▶ **WHAT IS NEEDED**
I need only the number of lines in this data that contain the string "context".

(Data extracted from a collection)
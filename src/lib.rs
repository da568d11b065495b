//! Declarative route tables, composable configuration blocks and a small
//! dependency-injection container on top of Axum.

pub mod application;
pub mod config;
pub mod context;
pub mod http;
pub mod lifecycle;
pub mod observability;
pub mod routing;
pub mod security;

pub use application::{application, Application, ApplicationDsl, LoggingDsl};
pub use config::{configuration, ApplicationType, ConfigError, ConfigurationBlock, LogLevel};
pub use context::{ApplicationContext, BeanError, BoxError};
pub use http::{RequestExt, ServerResponse};
pub use lifecycle::{RunningApplication, StartupError};
pub use routing::{co_router, router, Handler, RouteTable};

▶ **TASK ANSWER**
2